Content starts
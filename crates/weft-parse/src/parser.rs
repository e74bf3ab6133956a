use text_size::{TextRange, TextSize};
use weft_errors::{Diagnostic, Diagnostics, Severity};
use weft_syntax::{Dialect, NodeData, NodeId, NodeKind, SyntaxTree, TreeBuilder};
use weft_tokenizer::LexError;

/// Tree builder state: the tree under construction and the current node
/// new children attach to.
pub(crate) struct Parser<'a> {
    text: &'a str,
    dialect: Dialect,
    builder: TreeBuilder,
    errors: Diagnostics,
    current: NodeId,
    pub(crate) end_tag_name: Option<&'a str>,
    pub(crate) end_tag_start: TextSize,
}

impl<'a> Parser<'a> {
    pub(crate) fn new(text: &'a str, dialect: Dialect) -> Self {
        let builder = TreeBuilder::new(text, dialect);
        let current = builder.root();
        Self {
            text,
            dialect,
            builder,
            errors: Diagnostics::new(),
            current,
            end_tag_name: None,
            end_tag_start: TextSize::new(0),
        }
    }

    pub(crate) fn dialect(&self) -> Dialect {
        self.dialect
    }

    pub(crate) fn text(&self, range: TextRange) -> &'a str {
        &self.text[range]
    }

    pub(crate) fn current(&self) -> NodeId {
        self.current
    }

    pub(crate) fn current_kind(&self) -> NodeKind {
        self.builder.node(self.current).kind()
    }

    pub(crate) fn data(&self, id: NodeId) -> &NodeData {
        &self.builder.node(id).data
    }

    pub(crate) fn data_mut(&mut self, id: NodeId) -> &mut NodeData {
        &mut self.builder.node_mut(id).data
    }

    pub(crate) fn children(&self, id: NodeId) -> &[NodeId] {
        &self.builder.node(id).children
    }

    pub(crate) fn range(&self, id: NodeId) -> TextRange {
        self.builder.node(id).range
    }

    /// Attaches a new node to the current one and descends into it.
    pub(crate) fn open(&mut self, data: NodeData, range: TextRange) -> NodeId {
        let id = self.leaf(data, range);
        self.current = id;
        id
    }

    /// Attaches a new node to the current one without descending.
    pub(crate) fn leaf(&mut self, data: NodeData, range: TextRange) -> NodeId {
        let id = self.builder.alloc(data, range);
        self.builder.attach(id, self.current);
        self.grow(self.current, range.end());
        id
    }

    /// Extends the current node to `end`.
    pub(crate) fn extend(&mut self, end: TextSize) {
        self.grow(self.current, end);
    }

    /// Closes the current node at `end` and ascends to its parent.
    pub(crate) fn close(&mut self, end: TextSize) {
        let node = self.builder.node_mut(self.current);
        node.range = TextRange::new(node.range.start(), end.max(node.range.start()));
        self.ascend();
    }

    /// Ascends without touching the current node's range.
    pub(crate) fn ascend(&mut self) {
        let end = self.range(self.current).end();
        if let Some(parent) = self.builder.parent(self.current) {
            self.current = parent;
            self.grow(parent, end);
        }
    }

    pub(crate) fn ancestors_and_self(&self) -> impl Iterator<Item = NodeId> + '_ {
        std::iter::successors(Some(self.current), |&id| self.builder.parent(id))
    }

    fn grow(&mut self, id: NodeId, end: TextSize) {
        let node = self.builder.node_mut(id);
        if node.range.end() < end {
            node.range = TextRange::new(node.range.start(), end);
        }
    }

    pub(crate) fn report(&mut self, error: ParseError, range: TextRange) {
        self.errors.push(Diagnostic::new(error.name(), error.message(), error.severity(), range));
    }

    pub(crate) fn lex_error(&mut self, error: LexError, range: TextRange) {
        self.errors.push(Diagnostic::error(error.name(), error.message(), range));
    }

    /// Reports the current node as never closed, ending it at `end`.
    pub(crate) fn close_unterminated(&mut self, end: TextSize) {
        let id = self.current;
        let kind = self.current_kind();
        let start = self.range(id).start();

        if let NodeData::Element(element) = self.data_mut(id) {
            let start_tag_end = *element.start_tag_end.get_or_insert(end);
            self.report(ParseError::TagUnClosed, TextRange::new(start, start_tag_end));
        } else if kind == NodeKind::Mustache {
            self.report(ParseError::MustacheEndExpected, TextRange::new(start, end));
        } else if kind.is_structural() {
            self.report(ParseError::TagUnClosed, TextRange::new(start, end));
        }

        self.close(end);
    }

    /// Closes every node still open at end of input.
    pub(crate) fn finish(mut self) -> (SyntaxTree, Diagnostics) {
        let end = TextSize::of(self.text);
        while self.current != self.builder.root() {
            if let NodeData::Element(element) = self.data_mut(self.current) {
                element.end_tag_start.get_or_insert(end);
            }
            self.close_unterminated(end);
        }
        (self.builder.finish(), self.errors)
    }
}

#[derive(Debug, Clone, Copy, PartialEq, Eq)]
pub(crate) enum ParseError {
    TagUnClosed,
    MustacheEndExpected,
    ExtraCloseTag,
    AttributeDuplicate,
    CommandDuplicate,
}

impl ParseError {
    fn name(self) -> &'static str {
        match self {
            Self::TagUnClosed => "tagUnClosed",
            Self::MustacheEndExpected => "mustacheEndExpected",
            Self::ExtraCloseTag => "extraCloseTag",
            Self::AttributeDuplicate => "attributeDuplicate",
            Self::CommandDuplicate => "commandDuplicate",
        }
    }

    fn message(self) -> &'static str {
        match self {
            Self::TagUnClosed => "Tag is not closed.",
            Self::MustacheEndExpected => "Mustache end expected.",
            Self::ExtraCloseTag => "Extra closing tags.",
            Self::AttributeDuplicate => "Attribute duplicate.",
            Self::CommandDuplicate => "Command duplicate.",
        }
    }

    fn severity(self) -> Severity {
        match self {
            Self::AttributeDuplicate | Self::CommandDuplicate => Severity::Warn,
            _ => Severity::Error,
        }
    }
}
Content ends
§ **Exercise objective**: Return the full listing. Leave every word as it stands.

§ **Response**:
filename crates/weft-parse/src/parser.rs
repository e74bf3ab6133956a
use text_size::{TextRange, TextSize};
use weft_errors::{Diagnostic, Diagnostics, Severity};
use weft_syntax::{Dialect, NodeData, NodeId, NodeKind, SyntaxTree, TreeBuilder};
use weft_tokenizer::LexError;

/// Tree builder state: the tree under construction and the current node
/// new children attach to.
pub(crate) struct Parser<'a> {
    text: &'a str,
    dialect: Dialect,
    builder: TreeBuilder,
    errors: Diagnostics,
    current: NodeId,
    pub(crate) end_tag_name: Option<&'a str>,
    pub(crate) end_tag_start: TextSize,
}

impl<'a> Parser<'a> {
    pub(crate) fn new(text: &'a str, dialect: Dialect) -> Self {
        let builder = TreeBuilder::new(text, dialect);
        let current = builder.root();
        Self {
            text,
            dialect,
            builder,
            errors: Diagnostics::new(),
            current,
            end_tag_name: None,
            end_tag_start: TextSize::new(0),
        }
    }

    pub(crate) fn dialect(&self) -> Dialect {
        self.dialect
    }

    pub(crate) fn text(&self, range: TextRange) -> &'a str {
        &self.text[range]
    }

    pub(crate) fn current(&self) -> NodeId {
        self.current
    }

    pub(crate) fn current_kind(&self) -> NodeKind {
        self.builder.node(self.current).kind()
    }

    pub(crate) fn data(&self, id: NodeId) -> &NodeData {
        &self.builder.node(id).data
    }

    pub(crate) fn data_mut(&mut self, id: NodeId) -> &mut NodeData {
        &mut self.builder.node_mut(id).data
    }

    pub(crate) fn children(&self, id: NodeId) -> &[NodeId] {
        &self.builder.node(id).children
    }

    pub(crate) fn range(&self, id: NodeId) -> TextRange {
        self.builder.node(id).range
    }

    /// Attaches a new node to the current one and descends into it.
    pub(crate) fn open(&mut self, data: NodeData, range: TextRange) -> NodeId {
        let id = self.leaf(data, range);
        self.current = id;
        id
    }

    /// Attaches a new node to the current one without descending.
    pub(crate) fn leaf(&mut self, data: NodeData, range: TextRange) -> NodeId {
        let id = self.builder.alloc(data, range);
        self.builder.attach(id, self.current);
        self.grow(self.current, range.end());
        id
    }

    /// Extends the current node to `end`.
    pub(crate) fn extend(&mut self, end: TextSize) {
        self.grow(self.current, end);
    }

    /// Closes the current node at `end` and ascends to its parent.
    pub(crate) fn close(&mut self, end: TextSize) {
        let node = self.builder.node_mut(self.current);
        node.range = TextRange::new(node.range.start(), end.max(node.range.start()));
        self.ascend();
    }

    /// Ascends without touching the current node's range.
    pub(crate) fn ascend(&mut self) {
        let end = self.range(self.current).end();
        if let Some(parent) = self.builder.parent(self.current) {
            self.current = parent;
            self.grow(parent, end);
        }
    }

    pub(crate) fn ancestors_and_self(&self) -> impl Iterator<Item = NodeId> + '_ {
        std::iter::successors(Some(self.current), |&id| self.builder.parent(id))
    }

    fn grow(&mut self, id: NodeId, end: TextSize) {
        let node = self.builder.node_mut(id);
        if node.range.end() < end {
            node.range = TextRange::new(node.range.start(), end);
        }
    }

    pub(crate) fn report(&mut self, error: ParseError, range: TextRange) {
        self.errors.push(Diagnostic::new(error.name(), error.message(), error.severity(), range));
    }

    pub(crate) fn lex_error(&mut self, error: LexError, range: TextRange) {
        self.errors.push(Diagnostic::error(error.name(), error.message(), range));
    }

    /// Reports the current node as never closed, ending it at `end`.
    pub(crate) fn close_unterminated(&mut self, end: TextSize) {
        let id = self.current;
        let kind = self.current_kind();
        let start = self.range(id).start();

        if let NodeData::Element(element) = self.data_mut(id) {
            let start_tag_end = *element.start_tag_end.get_or_insert(end);
            self.report(ParseError::TagUnClosed, TextRange::new(start, start_tag_end));
        } else if kind == NodeKind::Mustache {
            self.report(ParseError::MustacheEndExpected, TextRange::new(start, end));
        } else if kind.is_structural() {
            self.report(ParseError::TagUnClosed, TextRange::new(start, end));
        }

        self.close(end);
    }

    /// Closes every node still open at end of input.
    pub(crate) fn finish(mut self) -> (SyntaxTree, Diagnostics) {
        let end = TextSize::of(self.text);
        while self.current != self.builder.root() {
            if let NodeData::Element(element) = self.data_mut(self.current) {
                element.end_tag_start.get_or_insert(end);
            }
            self.close_unterminated(end);
        }
        (self.builder.finish(), self.errors)
    }
}

#[derive(Debug, Clone, Copy, PartialEq, Eq)]
pub(crate) enum ParseError {
    TagUnClosed,
    MustacheEndExpected,
    ExtraCloseTag,
    AttributeDuplicate,
    CommandDuplicate,
}

impl ParseError {
    fn name(self) -> &'static str {
        match self {
            Self::TagUnClosed => "tagUnClosed",
            Self::MustacheEndExpected => "mustacheEndExpected",
            Self::ExtraCloseTag => "extraCloseTag",
            Self::AttributeDuplicate => "attributeDuplicate",
            Self::CommandDuplicate => "commandDuplicate",
        }
    }

    fn message(self) -> &'static str {
        match self {
            Self::TagUnClosed => "Tag is not closed.",
            Self::MustacheEndExpected => "Mustache end expected.",
            Self::ExtraCloseTag => "Extra closing tags.",
            Self::AttributeDuplicate => "Attribute duplicate.",
            Self::CommandDuplicate => "Command duplicate.",
        }
    }

    fn severity(self) -> Severity {
        match self {
            Self::AttributeDuplicate | Self::CommandDuplicate => Severity::Warn,
            _ => Severity::Error,
        }
    }
}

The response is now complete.